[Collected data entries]
----------------
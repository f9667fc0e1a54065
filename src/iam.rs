//! Folder IAM policy reporting and editing

use crate::api::{Binding, Policy, ResourceManager};
use crate::errors::Result;
use std::io::Write;

/// Printed in get mode when the organization has no folders
pub const NO_FOLDERS_MESSAGE: &str = "The specified organization does not have any folders";

/// How a new binding is written to a folder
#[derive(Debug, Clone, Copy, PartialEq, Eq)]
pub enum SetMode {
    /// Replace the whole policy with a single binding
    Overwrite,
    /// Append the binding to the existing policy
    Merge,
}

/// Policy holding exactly one binding for `member` on `role`
pub fn overwrite_policy(member: &str, role: &str, version: i32) -> Policy {
    Policy {
        version,
        bindings: vec![Binding::new(role, member)],
        ..Policy::default()
    }
}

/// `existing` with one more binding appended.
///
/// Identical bindings already present are not detected; the new one is added regardless.
pub fn merge_binding(mut existing: Policy, member: &str, role: &str) -> Policy {
    existing.bindings.push(Binding::new(role, member));
    existing
}

/// Text block printed for one folder in get mode
pub fn render_bindings(folder: &str, policy: &Policy) -> String {
    let mut out = format!("Bindings for {}:\n", folder);
    for binding in &policy.bindings {
        out.push_str("- members:\n");
        for member in &binding.members {
            out.push_str(&format!("  - {}\n", member));
        }
        out.push_str(&format!("  role: {}\n", binding.role));
    }
    out.push('\n');

    out
}

/// Fetch and print each folder's policy, one folder at a time
pub async fn report_folder_policies<A, W>(api: &A, folders: &[String], out: &mut W) -> Result<()>
where
    A: ResourceManager + ?Sized,
    W: Write,
{
    for folder in folders {
        let policy = api.get_folder_iam_policy(folder).await?;
        tracing::debug!(folder = %folder, bindings = policy.bindings.len(), "fetched policy");

        out.write_all(render_bindings(folder, &policy).as_bytes())?;
        out.flush()?;
    }

    Ok(())
}

/// Grant `role` to `member` on `folder`, returning the policy stored by the service
pub async fn apply_binding<A>(
    api: &A,
    folder: &str,
    member: &str,
    role: &str,
    mode: SetMode,
    overwrite_version: i32,
) -> Result<Policy>
where
    A: ResourceManager + ?Sized,
{
    let policy = match mode {
        SetMode::Overwrite => {
            tracing::warn!(folder, "overwriting IAM policy; existing bindings are discarded");
            overwrite_policy(member, role, overwrite_version)
        }
        SetMode::Merge => {
            let existing = api.get_folder_iam_policy(folder).await?;
            if existing
                .bindings
                .iter()
                .any(|b| b.role == role && b.members.iter().any(|m| m == member))
            {
                tracing::info!(folder, role, member, "binding already present; appending duplicate");
            }
            merge_binding(existing, member, role)
        }
    };

    let stored = api.set_folder_iam_policy(folder, &policy).await?;
    tracing::debug!(folder, bindings = stored.bindings.len(), etag = ?stored.etag, "policy stored");
    Ok(stored)
}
----------------
# EXERCISE INSTRUCTIONS:
Repeat the records above line by line, from the first line through the line that contains "for member in".

# THE ANSWER:
repository f9667fc0e1a54065
filename src/iam.rs
//! Folder IAM policy reporting and editing

use crate::api::{Binding, Policy, ResourceManager};
use crate::errors::Result;
use std::io::Write;

/// Printed in get mode when the organization has no folders
pub const NO_FOLDERS_MESSAGE: &str = "The specified organization does not have any folders";

/// How a new binding is written to a folder
#[derive(Debug, Clone, Copy, PartialEq, Eq)]
pub enum SetMode {
    /// Replace the whole policy with a single binding
    Overwrite,
    /// Append the binding to the existing policy
    Merge,
}

/// Policy holding exactly one binding for `member` on `role`
pub fn overwrite_policy(member: &str, role: &str, version: i32) -> Policy {
    Policy {
        version,
        bindings: vec![Binding::new(role, member)],
        ..Policy::default()
    }
}

/// `existing` with one more binding appended.
///
/// Identical bindings already present are not detected; the new one is added regardless.
pub fn merge_binding(mut existing: Policy, member: &str, role: &str) -> Policy {
    existing.bindings.push(Binding::new(role, member));
    existing
}

/// Text block printed for one folder in get mode
pub fn render_bindings(folder: &str, policy: &Policy) -> String {
    let mut out = format!("Bindings for {}:\n", folder);
    for binding in &policy.bindings {
        out.push_str("- members:\n");
        for member in &binding.members {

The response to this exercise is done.